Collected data
******************************

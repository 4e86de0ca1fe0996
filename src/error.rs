//! # error
//!
//! Error types for the monitor.
//!
//! [`MonitorError`] is the domain taxonomy shared by the store, the quote
//! source and the notifier.  [`AppError`] is what every HTTP handler returns;
//! Axum's `IntoResponse` impl turns it into a JSON body so the dashboard
//! always gets a machine-readable response even on failure.

use axum::{
    extract::rejection::JsonRejection,
    http::StatusCode,
    response::{IntoResponse, Response},
    Json,
};
use serde_json::json;
use thiserror::Error;
use uuid::Uuid;

// ─── Domain Errors ────────────────────────────────────────────────────────────

#[derive(Debug, Clone, PartialEq, Error)]
pub enum MonitorError {
    /// Network failure, timeout, non-success status or malformed payload.
    /// Recovered locally as "no data this cycle".
    #[error("quote unavailable for {ticker}: {reason}")]
    QuoteUnavailable { ticker: String, reason: String },

    /// The notification could not be delivered.  Never blocks the alert
    /// transition or its persistence.
    #[error("notification failed: {0}")]
    NotifyFailed(String),

    /// Rejected at creation; the position is never stored.
    #[error("invalid position: {0}")]
    InvalidPosition(String),

    /// Backend unreachable or unwritable.
    #[error("position store unavailable: {0}")]
    StoreUnavailable(String),

    #[error("position {0} not found")]
    PositionNotFound(Uuid),
}

impl MonitorError {
    pub fn quote_unavailable(ticker: &str, reason: impl ToString) -> Self {
        MonitorError::QuoteUnavailable {
            ticker: ticker.to_string(),
            reason: reason.to_string(),
        }
    }
}

// ─── HTTP Errors ──────────────────────────────────────────────────────────────

#[derive(Debug, Error)]
pub enum AppError {
    /// A domain failure surfaced through the API.
    #[error(transparent)]
    Monitor(#[from] MonitorError),

    /// Body missing, not JSON, or not the expected shape.
    #[error("Invalid request body: {0}")]
    BadBody(#[from] JsonRejection),

    /// The requested resource (e.g. the first snapshot) does not exist yet.
    #[error("Not found: {0}")]
    NotFound(String),
}

impl AppError {
    fn status(&self) -> StatusCode {
        match self {
            AppError::Monitor(MonitorError::InvalidPosition(_)) => StatusCode::BAD_REQUEST,
            AppError::Monitor(MonitorError::PositionNotFound(_)) => StatusCode::NOT_FOUND,
            AppError::Monitor(MonitorError::StoreUnavailable(_)) => StatusCode::SERVICE_UNAVAILABLE,
            AppError::Monitor(_) => StatusCode::INTERNAL_SERVER_ERROR,
            AppError::BadBody(rejection) => rejection.status(),
            AppError::NotFound(_) => StatusCode::NOT_FOUND,
        }
    }
}

impl IntoResponse for AppError {
    fn into_response(self) -> Response {
        let status = self.status();
        let body = Json(json!({
            "ok":    false,
            "error": self.to_string(),
        }));

        (status, body).into_response()
    }
}
//! # store — Position Store
//!
//! Durable list of [`Position`]s.  Three interchangeable backends:
//!
//! | Backend    | `STORE_BACKEND` | Notes                                  |
//! |------------|-----------------|----------------------------------------|
//! | Memory     | `memory`        | lost on restart, handy for dev/tests   |
//! | JSON file  | `file`          | default, `POSITIONS_FILE`              |
//! | PostgreSQL | `postgres`      | needs `--features postgres`            |
//!
//! `list()` order is insertion order and stable between calls.

use async_trait::async_trait;
use uuid::Uuid;

use crate::error::MonitorError;
use crate::models::Position;

pub mod file;
pub mod memory;
#[cfg(feature = "postgres")]
pub mod postgres;

pub use file::FileStore;
pub use memory::MemoryStore;
#[cfg(feature = "postgres")]
pub use postgres::PgStore;

#[async_trait]
pub trait PositionStore: Send + Sync {
    async fn list(&self) -> Result<Vec<Position>, MonitorError>;

    /// Validates, computes `center_price`, starts armed.
    async fn insert(
        &self,
        ticker: &str,
        put_strike: f64,
        call_strike: f64,
    ) -> Result<Position, MonitorError>;

    /// Permanent; there is no soft delete.
    async fn delete(&self, id: Uuid) -> Result<(), MonitorError>;

    async fn update_alert_flag(&self, id: Uuid, alert_sent: bool) -> Result<(), MonitorError>;
}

******************************

Work instructions: Search the records above for the string "AppError". Report each line that has it.

Response for this exercise:
//! source and the notifier.  [`AppError`] is what every HTTP handler returns;
pub enum AppError {
impl AppError {
            AppError::Monitor(MonitorError::InvalidPosition(_)) => StatusCode::BAD_REQUEST,
            AppError::Monitor(MonitorError::PositionNotFound(_)) => StatusCode::NOT_FOUND,
            AppError::Monitor(MonitorError::StoreUnavailable(_)) => StatusCode::SERVICE_UNAVAILABLE,
            AppError::Monitor(_) => StatusCode::INTERNAL_SERVER_ERROR,
            AppError::BadBody(rejection) => rejection.status(),
            AppError::NotFound(_) => StatusCode::NOT_FOUND,
impl IntoResponse for AppError {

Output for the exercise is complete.